Interactions count: plant origin, herbivory and disturbance jointly explain seedling recruitment and community structure

Isabell Hensen, Helge Bruelheide, Harald Auge, Birgit R. Lang, Lotte Korell
Herbivory and disturbance are major drivers of biological invasions, but it is unclear how they interact to determine exotic vs. native seedling recruitment and what consequences arise for biodiversity and ecosystem functioning. Previous studies neglected the roles of different, potentially interacting, guilds of generalist herbivores such as rodents and gastropods. We therefore set up a full-factorial rodent exclusion x gastropod exclusion x disturbance x seed-addition experiment in a grassland community in Central Germany and measured early seedling recruitment, as well as species richness, species composition and aboveground biomass.

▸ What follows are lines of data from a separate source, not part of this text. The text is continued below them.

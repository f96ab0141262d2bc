//! Output conflict and validation tests.
//!
//! Tasks of one layer that claim the same output key are resolved by the
//! configured policy or by an adjudicating validator. Unresolved conflicts
//! and failed validation halt the run.

use std::sync::Arc;

use serde_json::json;

use dagrun::core::{RunState, TaskId, TaskSpec, TaskStatus};
use dagrun::orchestration::aggregator::Resolution;
use dagrun::orchestration::{ConflictPolicy, TaskCondition};
use dagrun::Error;

use crate::fixtures::{Harness, ScriptedValidator};

fn claim(key: &str, value: &str) -> serde_json::Value {
    json!(format!(r#"echo '{{"{}": "{}"}}'"#, key, value))
}

/// Test: Default policy keeps the lowest task id's value
#[tokio::test]
async fn test_lowest_id_wins_by_default() {
    let h = Harness::new();
    let orch = &h.orchestrator;
    let submission = orch
        .submit(vec![
            TaskSpec::new("b", claim("shared", "from-b")),
            TaskSpec::new("a", claim("shared", "from-a")),
        ])
        .await
        .unwrap();

    let report = orch.run(submission.run_id).await.unwrap();
    assert_eq!(report.state, RunState::Completed);
    assert_eq!(report.aggregation.merged["shared"], json!("from-a"));

    let conflict = &report.aggregation.conflicts[0];
    assert_eq!(conflict.key, "shared");
    assert_eq!(conflict.winner, Some(TaskId::new("a")));
    assert_eq!(conflict.resolution, Resolution::Policy);
    assert_eq!(conflict.claims.len(), 2);
    assert_eq!(conflict.claims[1].value, json!("from-b"));
}

/// Test: Later layers override earlier keys without a conflict
#[tokio::test]
async fn test_later_layer_overrides_key() {
    let h = Harness::new();
    let orch = &h.orchestrator;
    let submission = orch
        .submit(vec![
            TaskSpec::new("first", claim("version", "1")),
            TaskSpec::new("second", claim("version", "2")).depends_on("first"),
        ])
        .await
        .unwrap();

    let report = orch.run(submission.run_id).await.unwrap();
    assert_eq!(report.aggregation.merged["version"], json!("2"));
    assert!(report.aggregation.conflicts.is_empty());
}

/// Test: An unresolved conflict halts the run
/// Given the reject policy and two tasks claiming one key
/// When the layer aggregates
/// Then the run halts, both contexts are retained and dependents are blocked
#[tokio::test]
async fn test_rejected_conflict_halts_run() {
    let h = Harness::with_config(|c| c.conflict_policy = ConflictPolicy::Reject);
    let orch = &h.orchestrator;
    let submission = orch
        .submit(vec![
            TaskSpec::new("a", claim("shared", "1")),
            TaskSpec::new("b", claim("shared", "2")),
            TaskSpec::new("c", json!("echo c")).depends_on("a"),
        ])
        .await
        .unwrap();

    let report = orch.run(submission.run_id).await.unwrap();
    assert!(matches!(report.state, RunState::Halted { layer: 0, .. }));
    assert_eq!(orch.isolation().retained().len(), 2);

    let status = orch.status(&submission.run_id).await.unwrap();
    assert_eq!(
        status.task("c").unwrap().condition,
        TaskCondition::BlockedByValidation { layer: 0 }
    );
    assert!(matches!(
        orch.run(submission.run_id).await,
        Err(Error::ConflictUnresolved { layer: 0, .. })
    ));
}

/// Test: An adjudicating validator picks the winner
#[tokio::test]
async fn test_validator_adjudicates_conflict() {
    let validator = Arc::new(ScriptedValidator::adjudicating("b"));
    let h = Harness::with_config(|c| c.conflict_policy = ConflictPolicy::Reject)
        .with_validator(validator.clone());
    let orch = &h.orchestrator;
    let submission = orch
        .submit(vec![
            TaskSpec::new("a", claim("shared", "from-a")),
            TaskSpec::new("b", claim("shared", "from-b")),
        ])
        .await
        .unwrap();

    let report = orch.run(submission.run_id).await.unwrap();
    assert_eq!(report.state, RunState::Completed);
    assert_eq!(report.aggregation.merged["shared"], json!("from-b"));
    assert_eq!(report.aggregation.conflicts[0].resolution, Resolution::Adjudicated);
    assert_eq!(validator.layers_seen(), vec![0]);
}

/// Test: Confidence below the threshold fails validation
#[tokio::test]
async fn test_low_confidence_halts_run() {
    let validator = Arc::new(ScriptedValidator::passing(0.4));
    let h = Harness::new().with_validator(validator.clone());
    let orch = &h.orchestrator;
    let submission = orch
        .submit(vec![
            TaskSpec::new("a", json!("echo a")),
            TaskSpec::new("b", json!("echo b")).depends_on("a"),
        ])
        .await
        .unwrap();

    let report = orch.run(submission.run_id).await.unwrap();
    match &report.state {
        RunState::Halted { layer, reason } => {
            assert_eq!(*layer, 0);
            assert!(reason.contains("confidence"), "reason: {}", reason);
        }
        other => panic!("expected halted run, got {:?}", other),
    }
    assert_eq!(validator.layers_seen(), vec![0]);

    let status = orch.status(&submission.run_id).await.unwrap();
    assert_eq!(status.task("b").unwrap().status, TaskStatus::Pending);
}

/// Test: Resetting a task of the halted layer resumes the run
/// Given a rejected conflict caused by task b
/// When b is fixed, reset and the run started again
/// Then the layer merges and the dependent runs
#[tokio::test]
async fn test_reset_after_halt_resumes_run() {
    let h = Harness::with_config(|c| c.conflict_policy = ConflictPolicy::Reject);
    let orch = &h.orchestrator;
    let fixed = h.scratch("fixed");
    let script = format!(
        r#"if test -f {}; then echo '{{"other": "b"}}'; else echo '{{"shared": "b"}}'; fi"#,
        fixed.display()
    );
    let submission = orch
        .submit(vec![
            TaskSpec::new("a", claim("shared", "a")),
            TaskSpec::new("b", json!(script)),
            TaskSpec::new("c", json!("echo c")).depends_on("a"),
        ])
        .await
        .unwrap();
    let run_id = submission.run_id;

    let report = orch.run(run_id).await.unwrap();
    assert!(matches!(report.state, RunState::Halted { .. }));

    std::fs::write(&fixed, "").unwrap();
    orch.reset_task(&run_id, &TaskId::new("b")).await.unwrap();
    assert_eq!(orch.status(&run_id).await.unwrap().state, RunState::Pending);

    let report = orch.run(run_id).await.unwrap();
    assert_eq!(report.state, RunState::Completed);
    assert_eq!(report.counts.succeeded, 3);
    assert_eq!(report.aggregation.merged["shared"], json!("a"));
    assert_eq!(report.aggregation.merged["other"], json!("b"));
    assert!(report.aggregation.conflicts.is_empty());
}

/// Test: A re-run reports each layer's conflicts once
/// Given a layer with a policy-resolved conflict and a failing task
/// When the failing task is fixed, reset and the run started again
/// Then the report lists the conflict once
#[tokio::test]
async fn test_rerun_does_not_duplicate_conflicts() {
    let h = Harness::new();
    let orch = &h.orchestrator;
    let fixed = h.scratch("fixed");
    let submission = orch
        .submit(vec![
            TaskSpec::new("a", claim("shared", "from-a")),
            TaskSpec::new("b", claim("shared", "from-b")),
            TaskSpec::new("flaky", json!(format!("test -f {}", fixed.display()))),
            TaskSpec::new("after", json!("echo after")).depends_on("flaky"),
        ])
        .await
        .unwrap();
    let run_id = submission.run_id;

    let report = orch.run(run_id).await.unwrap();
    assert_eq!(report.aggregation.conflicts.len(), 1);
    assert_eq!(report.counts.failed, 1);

    std::fs::write(&fixed, "").unwrap();
    orch.reset_task(&run_id, &TaskId::new("flaky")).await.unwrap();
    let report = orch.run(run_id).await.unwrap();
    assert_eq!(report.state, RunState::Completed);
    assert_eq!(report.counts.succeeded, 4);
    assert_eq!(report.aggregation.conflicts.len(), 1);
    assert_eq!(report.aggregation.merged["shared"], json!("from-a"));
    assert_eq!(report.aggregation.merged["after"], json!("after"));
}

Gastropod herbivory reduced the positive effect of disturbance on seedling recruitment, particularly for exotic species. Rodent herbivory had weak positive effects on seedling recruitment at undisturbed sites, irrespective of species origin. This effect was likely driven by their strong negative effect on productivity. Interactive effects between both herbivore guilds became only evident for species richness and composition. How many species established themselves depended on disturbance, but was independent of species origin. The fewer exotic species that established themselves increased productivity to a stronger extent compared to native species. Our study highlights that joint effects of disturbance, herbivory and species origin shape early recruitment, while they only weakly affect biodiversity and ecosystem functioning.